**EXERCISE**
From the records below, take each line where the string "RwLock" shows up and copy it.

**RECORDS SUPPLIED**
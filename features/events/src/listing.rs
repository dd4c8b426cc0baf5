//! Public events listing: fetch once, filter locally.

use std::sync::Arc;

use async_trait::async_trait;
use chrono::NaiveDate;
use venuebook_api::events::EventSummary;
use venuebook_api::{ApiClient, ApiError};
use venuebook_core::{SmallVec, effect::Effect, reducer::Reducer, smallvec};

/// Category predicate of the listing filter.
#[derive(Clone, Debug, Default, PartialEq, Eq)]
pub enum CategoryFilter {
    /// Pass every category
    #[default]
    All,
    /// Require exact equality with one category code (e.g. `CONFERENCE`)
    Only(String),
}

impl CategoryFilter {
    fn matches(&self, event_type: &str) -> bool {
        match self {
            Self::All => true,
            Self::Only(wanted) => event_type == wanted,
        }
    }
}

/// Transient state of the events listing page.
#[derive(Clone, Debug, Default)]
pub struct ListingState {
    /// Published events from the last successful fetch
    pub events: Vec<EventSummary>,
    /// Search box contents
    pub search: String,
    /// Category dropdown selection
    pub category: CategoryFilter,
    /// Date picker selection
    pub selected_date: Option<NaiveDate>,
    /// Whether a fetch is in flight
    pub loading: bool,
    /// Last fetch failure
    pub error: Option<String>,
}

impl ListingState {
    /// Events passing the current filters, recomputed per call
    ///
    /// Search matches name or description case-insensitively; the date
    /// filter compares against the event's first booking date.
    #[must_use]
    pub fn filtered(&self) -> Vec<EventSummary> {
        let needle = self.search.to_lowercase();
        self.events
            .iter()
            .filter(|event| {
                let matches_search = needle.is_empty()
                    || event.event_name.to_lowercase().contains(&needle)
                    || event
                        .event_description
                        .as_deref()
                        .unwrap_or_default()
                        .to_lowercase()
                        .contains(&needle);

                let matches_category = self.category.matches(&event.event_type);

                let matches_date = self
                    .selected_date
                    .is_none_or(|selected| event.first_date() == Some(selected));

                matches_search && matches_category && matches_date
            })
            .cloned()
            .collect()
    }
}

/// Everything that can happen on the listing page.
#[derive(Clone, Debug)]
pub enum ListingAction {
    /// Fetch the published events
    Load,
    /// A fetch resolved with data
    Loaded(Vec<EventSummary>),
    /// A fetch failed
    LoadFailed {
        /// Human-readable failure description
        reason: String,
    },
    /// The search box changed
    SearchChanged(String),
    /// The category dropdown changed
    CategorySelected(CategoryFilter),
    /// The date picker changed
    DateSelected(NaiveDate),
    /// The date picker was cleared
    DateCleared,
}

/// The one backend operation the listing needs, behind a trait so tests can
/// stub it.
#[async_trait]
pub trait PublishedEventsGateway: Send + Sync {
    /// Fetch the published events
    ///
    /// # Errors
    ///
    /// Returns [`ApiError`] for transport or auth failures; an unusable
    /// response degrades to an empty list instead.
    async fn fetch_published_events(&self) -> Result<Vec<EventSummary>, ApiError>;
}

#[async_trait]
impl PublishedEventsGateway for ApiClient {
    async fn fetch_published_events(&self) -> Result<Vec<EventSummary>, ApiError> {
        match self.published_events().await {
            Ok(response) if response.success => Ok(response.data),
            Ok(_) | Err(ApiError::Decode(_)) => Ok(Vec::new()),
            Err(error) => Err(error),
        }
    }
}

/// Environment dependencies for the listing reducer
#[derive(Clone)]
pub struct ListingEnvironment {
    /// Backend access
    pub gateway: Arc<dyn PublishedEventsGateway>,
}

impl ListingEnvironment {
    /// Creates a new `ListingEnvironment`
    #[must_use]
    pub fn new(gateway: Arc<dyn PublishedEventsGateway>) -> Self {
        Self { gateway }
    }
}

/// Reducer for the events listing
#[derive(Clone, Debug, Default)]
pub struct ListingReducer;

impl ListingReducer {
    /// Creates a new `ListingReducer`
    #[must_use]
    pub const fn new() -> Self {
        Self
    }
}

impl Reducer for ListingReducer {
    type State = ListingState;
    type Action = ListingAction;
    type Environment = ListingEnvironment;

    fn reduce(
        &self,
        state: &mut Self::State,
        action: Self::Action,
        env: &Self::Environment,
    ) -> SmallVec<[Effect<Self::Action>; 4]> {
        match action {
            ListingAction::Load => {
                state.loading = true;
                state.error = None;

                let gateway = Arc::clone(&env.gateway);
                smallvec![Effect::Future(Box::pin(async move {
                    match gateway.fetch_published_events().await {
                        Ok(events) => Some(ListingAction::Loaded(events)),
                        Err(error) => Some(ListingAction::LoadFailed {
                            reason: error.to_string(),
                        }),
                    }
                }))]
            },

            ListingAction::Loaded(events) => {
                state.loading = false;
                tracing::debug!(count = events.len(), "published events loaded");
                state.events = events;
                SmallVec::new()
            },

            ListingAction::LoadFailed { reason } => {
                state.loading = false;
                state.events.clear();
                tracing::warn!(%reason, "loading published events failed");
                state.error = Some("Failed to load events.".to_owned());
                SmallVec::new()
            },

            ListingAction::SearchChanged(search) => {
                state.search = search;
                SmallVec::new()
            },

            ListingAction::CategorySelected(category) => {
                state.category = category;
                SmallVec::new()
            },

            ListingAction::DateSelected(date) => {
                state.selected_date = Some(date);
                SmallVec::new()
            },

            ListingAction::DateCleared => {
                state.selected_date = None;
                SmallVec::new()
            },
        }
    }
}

--

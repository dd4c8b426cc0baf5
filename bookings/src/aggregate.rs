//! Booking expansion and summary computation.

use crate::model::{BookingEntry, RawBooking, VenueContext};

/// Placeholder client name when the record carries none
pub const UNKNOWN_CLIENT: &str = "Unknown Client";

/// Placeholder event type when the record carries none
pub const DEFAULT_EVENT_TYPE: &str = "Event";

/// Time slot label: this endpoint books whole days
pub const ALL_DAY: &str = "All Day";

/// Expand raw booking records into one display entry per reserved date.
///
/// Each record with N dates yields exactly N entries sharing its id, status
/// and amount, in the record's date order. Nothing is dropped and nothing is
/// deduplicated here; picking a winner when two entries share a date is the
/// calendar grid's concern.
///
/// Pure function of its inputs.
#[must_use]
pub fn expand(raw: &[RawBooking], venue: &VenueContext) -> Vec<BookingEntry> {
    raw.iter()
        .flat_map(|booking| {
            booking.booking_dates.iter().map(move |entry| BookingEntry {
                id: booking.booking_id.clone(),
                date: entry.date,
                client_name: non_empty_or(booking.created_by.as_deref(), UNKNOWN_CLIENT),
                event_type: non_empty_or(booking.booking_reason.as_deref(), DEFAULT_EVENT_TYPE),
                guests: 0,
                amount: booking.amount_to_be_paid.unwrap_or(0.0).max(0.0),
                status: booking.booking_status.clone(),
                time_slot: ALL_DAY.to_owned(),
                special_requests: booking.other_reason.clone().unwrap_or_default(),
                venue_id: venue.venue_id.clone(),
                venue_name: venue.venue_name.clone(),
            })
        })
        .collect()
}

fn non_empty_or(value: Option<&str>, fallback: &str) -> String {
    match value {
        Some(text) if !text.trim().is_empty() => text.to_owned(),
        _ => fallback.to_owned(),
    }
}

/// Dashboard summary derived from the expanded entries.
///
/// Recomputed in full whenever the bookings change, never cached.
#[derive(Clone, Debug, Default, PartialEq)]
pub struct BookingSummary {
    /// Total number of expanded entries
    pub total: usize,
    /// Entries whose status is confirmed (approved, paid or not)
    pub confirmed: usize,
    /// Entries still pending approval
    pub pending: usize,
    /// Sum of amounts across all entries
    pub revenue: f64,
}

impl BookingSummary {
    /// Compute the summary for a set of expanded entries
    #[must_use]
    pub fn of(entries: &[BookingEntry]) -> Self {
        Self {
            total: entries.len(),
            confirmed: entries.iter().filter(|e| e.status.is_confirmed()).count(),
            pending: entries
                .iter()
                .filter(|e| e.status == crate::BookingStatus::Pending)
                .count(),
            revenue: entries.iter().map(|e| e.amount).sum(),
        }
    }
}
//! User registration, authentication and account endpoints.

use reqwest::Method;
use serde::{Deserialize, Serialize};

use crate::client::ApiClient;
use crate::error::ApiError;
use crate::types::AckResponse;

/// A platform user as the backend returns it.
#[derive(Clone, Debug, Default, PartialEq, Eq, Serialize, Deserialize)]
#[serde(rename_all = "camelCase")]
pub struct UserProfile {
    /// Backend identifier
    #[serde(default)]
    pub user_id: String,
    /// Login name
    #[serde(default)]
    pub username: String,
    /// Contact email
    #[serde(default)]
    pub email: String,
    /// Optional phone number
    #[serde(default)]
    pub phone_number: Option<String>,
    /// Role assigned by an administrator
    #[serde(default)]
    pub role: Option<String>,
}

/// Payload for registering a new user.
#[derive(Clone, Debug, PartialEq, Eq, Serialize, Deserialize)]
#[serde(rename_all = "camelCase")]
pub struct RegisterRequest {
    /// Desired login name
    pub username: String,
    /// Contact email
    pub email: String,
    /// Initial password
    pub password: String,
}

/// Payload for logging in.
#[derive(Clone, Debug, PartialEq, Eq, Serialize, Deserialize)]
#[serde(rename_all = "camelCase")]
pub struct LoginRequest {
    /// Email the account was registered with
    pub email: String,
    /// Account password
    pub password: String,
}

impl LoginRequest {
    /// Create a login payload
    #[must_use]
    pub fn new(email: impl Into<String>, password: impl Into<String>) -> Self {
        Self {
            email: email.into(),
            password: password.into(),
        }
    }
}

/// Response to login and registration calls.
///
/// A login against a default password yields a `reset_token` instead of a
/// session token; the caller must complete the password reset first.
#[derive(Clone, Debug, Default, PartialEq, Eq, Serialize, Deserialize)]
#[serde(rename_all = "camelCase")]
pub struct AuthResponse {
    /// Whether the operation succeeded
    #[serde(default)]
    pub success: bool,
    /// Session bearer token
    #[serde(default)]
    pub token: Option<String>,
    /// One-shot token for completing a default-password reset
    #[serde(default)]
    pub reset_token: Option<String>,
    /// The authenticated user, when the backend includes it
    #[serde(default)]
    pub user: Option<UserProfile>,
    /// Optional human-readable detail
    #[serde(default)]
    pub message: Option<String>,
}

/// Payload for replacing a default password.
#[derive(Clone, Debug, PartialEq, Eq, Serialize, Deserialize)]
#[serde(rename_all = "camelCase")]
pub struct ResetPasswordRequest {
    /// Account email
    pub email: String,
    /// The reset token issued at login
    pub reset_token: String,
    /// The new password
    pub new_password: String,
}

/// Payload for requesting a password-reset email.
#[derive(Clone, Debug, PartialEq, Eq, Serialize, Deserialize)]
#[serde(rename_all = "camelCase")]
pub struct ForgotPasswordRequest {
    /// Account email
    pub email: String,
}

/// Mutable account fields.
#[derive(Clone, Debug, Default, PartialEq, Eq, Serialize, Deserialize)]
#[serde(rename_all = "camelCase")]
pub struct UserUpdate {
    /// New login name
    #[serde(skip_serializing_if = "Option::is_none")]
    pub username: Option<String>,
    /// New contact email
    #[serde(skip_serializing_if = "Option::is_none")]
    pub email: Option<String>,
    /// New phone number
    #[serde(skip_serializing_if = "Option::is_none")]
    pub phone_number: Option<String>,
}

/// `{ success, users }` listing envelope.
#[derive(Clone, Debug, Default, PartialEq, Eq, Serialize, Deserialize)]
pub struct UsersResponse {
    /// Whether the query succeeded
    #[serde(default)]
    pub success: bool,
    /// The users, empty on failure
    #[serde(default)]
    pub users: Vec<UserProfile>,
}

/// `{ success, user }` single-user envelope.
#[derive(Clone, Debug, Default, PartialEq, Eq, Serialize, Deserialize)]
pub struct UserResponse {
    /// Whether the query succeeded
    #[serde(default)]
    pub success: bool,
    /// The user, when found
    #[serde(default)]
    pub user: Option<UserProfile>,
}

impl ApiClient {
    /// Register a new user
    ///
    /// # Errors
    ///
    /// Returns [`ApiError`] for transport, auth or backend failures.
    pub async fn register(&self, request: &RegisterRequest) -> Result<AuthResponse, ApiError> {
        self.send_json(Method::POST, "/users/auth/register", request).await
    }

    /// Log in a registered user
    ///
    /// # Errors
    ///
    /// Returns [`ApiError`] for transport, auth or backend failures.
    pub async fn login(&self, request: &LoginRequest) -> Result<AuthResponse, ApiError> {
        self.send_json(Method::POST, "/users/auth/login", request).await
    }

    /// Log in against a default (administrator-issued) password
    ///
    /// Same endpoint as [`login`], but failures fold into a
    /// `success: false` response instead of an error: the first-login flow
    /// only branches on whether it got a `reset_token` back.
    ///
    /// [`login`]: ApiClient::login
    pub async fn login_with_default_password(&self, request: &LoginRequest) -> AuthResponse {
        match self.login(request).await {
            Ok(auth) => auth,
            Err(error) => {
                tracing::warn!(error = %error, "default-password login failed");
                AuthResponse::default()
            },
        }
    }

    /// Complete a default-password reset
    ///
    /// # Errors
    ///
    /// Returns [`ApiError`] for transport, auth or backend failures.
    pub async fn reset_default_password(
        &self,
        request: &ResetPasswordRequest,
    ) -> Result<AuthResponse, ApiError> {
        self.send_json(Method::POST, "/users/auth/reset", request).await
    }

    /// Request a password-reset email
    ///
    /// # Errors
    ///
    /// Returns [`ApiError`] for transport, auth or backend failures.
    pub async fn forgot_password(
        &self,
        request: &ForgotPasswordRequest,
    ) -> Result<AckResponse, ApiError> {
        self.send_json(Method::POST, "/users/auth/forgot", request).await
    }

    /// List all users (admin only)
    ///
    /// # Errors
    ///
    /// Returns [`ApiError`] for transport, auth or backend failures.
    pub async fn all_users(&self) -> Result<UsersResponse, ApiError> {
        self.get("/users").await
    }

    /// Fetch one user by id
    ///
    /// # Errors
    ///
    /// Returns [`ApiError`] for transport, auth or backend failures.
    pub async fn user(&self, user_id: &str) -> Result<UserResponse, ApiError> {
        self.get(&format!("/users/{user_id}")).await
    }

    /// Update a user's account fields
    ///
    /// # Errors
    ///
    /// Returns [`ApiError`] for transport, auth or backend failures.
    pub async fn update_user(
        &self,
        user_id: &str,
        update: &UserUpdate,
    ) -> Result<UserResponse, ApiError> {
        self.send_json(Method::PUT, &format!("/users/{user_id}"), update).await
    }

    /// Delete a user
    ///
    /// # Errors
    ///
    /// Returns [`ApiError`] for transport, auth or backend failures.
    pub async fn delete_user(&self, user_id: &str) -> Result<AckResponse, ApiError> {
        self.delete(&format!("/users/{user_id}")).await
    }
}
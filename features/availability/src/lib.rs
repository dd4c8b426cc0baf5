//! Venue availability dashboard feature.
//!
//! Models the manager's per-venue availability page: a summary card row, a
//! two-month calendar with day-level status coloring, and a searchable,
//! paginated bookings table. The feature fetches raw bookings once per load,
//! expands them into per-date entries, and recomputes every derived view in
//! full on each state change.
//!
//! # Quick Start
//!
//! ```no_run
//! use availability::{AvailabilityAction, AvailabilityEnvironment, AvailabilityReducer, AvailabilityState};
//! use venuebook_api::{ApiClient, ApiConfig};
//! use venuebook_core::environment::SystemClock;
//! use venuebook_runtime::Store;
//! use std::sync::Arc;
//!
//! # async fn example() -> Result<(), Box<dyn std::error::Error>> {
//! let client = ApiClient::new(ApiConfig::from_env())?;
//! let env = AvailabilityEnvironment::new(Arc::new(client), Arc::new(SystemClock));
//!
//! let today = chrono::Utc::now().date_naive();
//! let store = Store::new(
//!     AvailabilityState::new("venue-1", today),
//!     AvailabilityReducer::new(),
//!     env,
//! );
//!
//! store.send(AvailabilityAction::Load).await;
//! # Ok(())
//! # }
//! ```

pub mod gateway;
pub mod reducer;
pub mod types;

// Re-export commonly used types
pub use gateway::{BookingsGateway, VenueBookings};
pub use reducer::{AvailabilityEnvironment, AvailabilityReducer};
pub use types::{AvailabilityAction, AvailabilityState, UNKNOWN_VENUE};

---

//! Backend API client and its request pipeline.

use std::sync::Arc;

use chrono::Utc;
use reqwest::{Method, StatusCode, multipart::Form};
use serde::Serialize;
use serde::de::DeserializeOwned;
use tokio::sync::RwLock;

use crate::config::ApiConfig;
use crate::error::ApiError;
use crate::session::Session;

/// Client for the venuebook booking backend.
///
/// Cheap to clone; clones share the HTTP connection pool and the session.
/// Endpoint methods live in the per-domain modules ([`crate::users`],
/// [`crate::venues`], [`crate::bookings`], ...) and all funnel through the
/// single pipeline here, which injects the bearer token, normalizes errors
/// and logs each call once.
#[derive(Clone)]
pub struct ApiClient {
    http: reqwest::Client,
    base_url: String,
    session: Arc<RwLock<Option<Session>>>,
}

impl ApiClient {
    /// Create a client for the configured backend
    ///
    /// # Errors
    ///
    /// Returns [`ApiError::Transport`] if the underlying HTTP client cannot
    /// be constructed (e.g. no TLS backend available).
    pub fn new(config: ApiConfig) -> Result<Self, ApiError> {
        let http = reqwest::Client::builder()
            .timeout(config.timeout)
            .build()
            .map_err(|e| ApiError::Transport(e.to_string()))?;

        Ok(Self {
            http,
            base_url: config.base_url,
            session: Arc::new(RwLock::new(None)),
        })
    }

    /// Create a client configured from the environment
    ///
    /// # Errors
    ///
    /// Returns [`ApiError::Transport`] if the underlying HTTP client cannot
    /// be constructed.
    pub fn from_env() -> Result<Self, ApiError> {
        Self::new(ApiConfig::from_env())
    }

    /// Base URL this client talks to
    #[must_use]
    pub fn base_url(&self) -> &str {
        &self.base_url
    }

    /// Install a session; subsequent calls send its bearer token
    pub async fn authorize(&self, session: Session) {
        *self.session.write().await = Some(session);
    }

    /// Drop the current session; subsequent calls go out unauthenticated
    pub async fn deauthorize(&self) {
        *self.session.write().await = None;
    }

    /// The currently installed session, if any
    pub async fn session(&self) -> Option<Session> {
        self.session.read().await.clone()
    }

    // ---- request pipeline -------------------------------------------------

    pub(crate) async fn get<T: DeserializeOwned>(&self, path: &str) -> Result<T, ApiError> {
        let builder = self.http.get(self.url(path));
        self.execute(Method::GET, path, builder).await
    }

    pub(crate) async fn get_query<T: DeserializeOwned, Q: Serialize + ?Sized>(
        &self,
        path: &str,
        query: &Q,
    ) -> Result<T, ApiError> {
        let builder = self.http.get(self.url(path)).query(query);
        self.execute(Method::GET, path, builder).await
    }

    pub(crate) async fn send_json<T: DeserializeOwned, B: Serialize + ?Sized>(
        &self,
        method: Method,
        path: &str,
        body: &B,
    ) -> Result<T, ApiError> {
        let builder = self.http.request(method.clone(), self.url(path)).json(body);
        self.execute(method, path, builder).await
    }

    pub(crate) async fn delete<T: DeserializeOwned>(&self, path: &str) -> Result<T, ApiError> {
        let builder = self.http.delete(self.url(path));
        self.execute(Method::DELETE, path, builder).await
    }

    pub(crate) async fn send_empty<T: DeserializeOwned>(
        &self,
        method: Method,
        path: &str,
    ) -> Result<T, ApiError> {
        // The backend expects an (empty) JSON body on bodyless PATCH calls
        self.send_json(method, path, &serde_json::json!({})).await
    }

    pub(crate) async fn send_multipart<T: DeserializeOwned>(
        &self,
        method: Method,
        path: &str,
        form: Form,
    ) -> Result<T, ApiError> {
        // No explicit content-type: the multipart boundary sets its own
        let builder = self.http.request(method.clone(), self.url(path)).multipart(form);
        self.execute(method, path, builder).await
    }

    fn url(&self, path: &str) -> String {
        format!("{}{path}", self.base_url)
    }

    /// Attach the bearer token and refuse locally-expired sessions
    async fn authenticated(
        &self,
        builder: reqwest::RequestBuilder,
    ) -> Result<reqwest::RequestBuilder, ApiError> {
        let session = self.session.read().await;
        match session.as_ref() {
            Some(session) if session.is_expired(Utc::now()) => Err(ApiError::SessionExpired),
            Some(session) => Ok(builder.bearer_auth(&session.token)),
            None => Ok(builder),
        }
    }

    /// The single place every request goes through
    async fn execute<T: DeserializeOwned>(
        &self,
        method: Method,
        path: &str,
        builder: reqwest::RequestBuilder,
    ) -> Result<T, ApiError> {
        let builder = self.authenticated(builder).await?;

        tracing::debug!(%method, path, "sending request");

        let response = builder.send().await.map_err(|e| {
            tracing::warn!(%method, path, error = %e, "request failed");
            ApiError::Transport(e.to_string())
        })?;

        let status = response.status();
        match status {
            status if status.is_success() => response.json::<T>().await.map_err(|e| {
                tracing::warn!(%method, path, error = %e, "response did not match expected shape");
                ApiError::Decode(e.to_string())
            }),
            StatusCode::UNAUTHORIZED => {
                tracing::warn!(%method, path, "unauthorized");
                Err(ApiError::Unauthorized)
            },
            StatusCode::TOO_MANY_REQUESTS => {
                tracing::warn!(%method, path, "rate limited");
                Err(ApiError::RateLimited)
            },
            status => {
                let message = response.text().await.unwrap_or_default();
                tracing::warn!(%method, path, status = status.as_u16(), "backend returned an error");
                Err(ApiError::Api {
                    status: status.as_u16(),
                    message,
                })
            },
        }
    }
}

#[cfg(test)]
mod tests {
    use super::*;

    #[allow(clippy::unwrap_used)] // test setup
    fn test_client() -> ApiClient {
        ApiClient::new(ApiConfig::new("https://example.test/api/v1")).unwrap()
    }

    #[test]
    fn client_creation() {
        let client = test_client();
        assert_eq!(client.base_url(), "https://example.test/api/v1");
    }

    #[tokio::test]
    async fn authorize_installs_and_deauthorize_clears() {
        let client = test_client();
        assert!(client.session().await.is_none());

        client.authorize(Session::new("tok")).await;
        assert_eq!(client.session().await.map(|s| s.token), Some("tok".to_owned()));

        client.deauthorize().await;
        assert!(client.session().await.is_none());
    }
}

**EXPECTED ANSWER**
use tokio::sync::RwLock;
    session: Arc<RwLock<Option<Session>>>,
            session: Arc::new(RwLock::new(None)),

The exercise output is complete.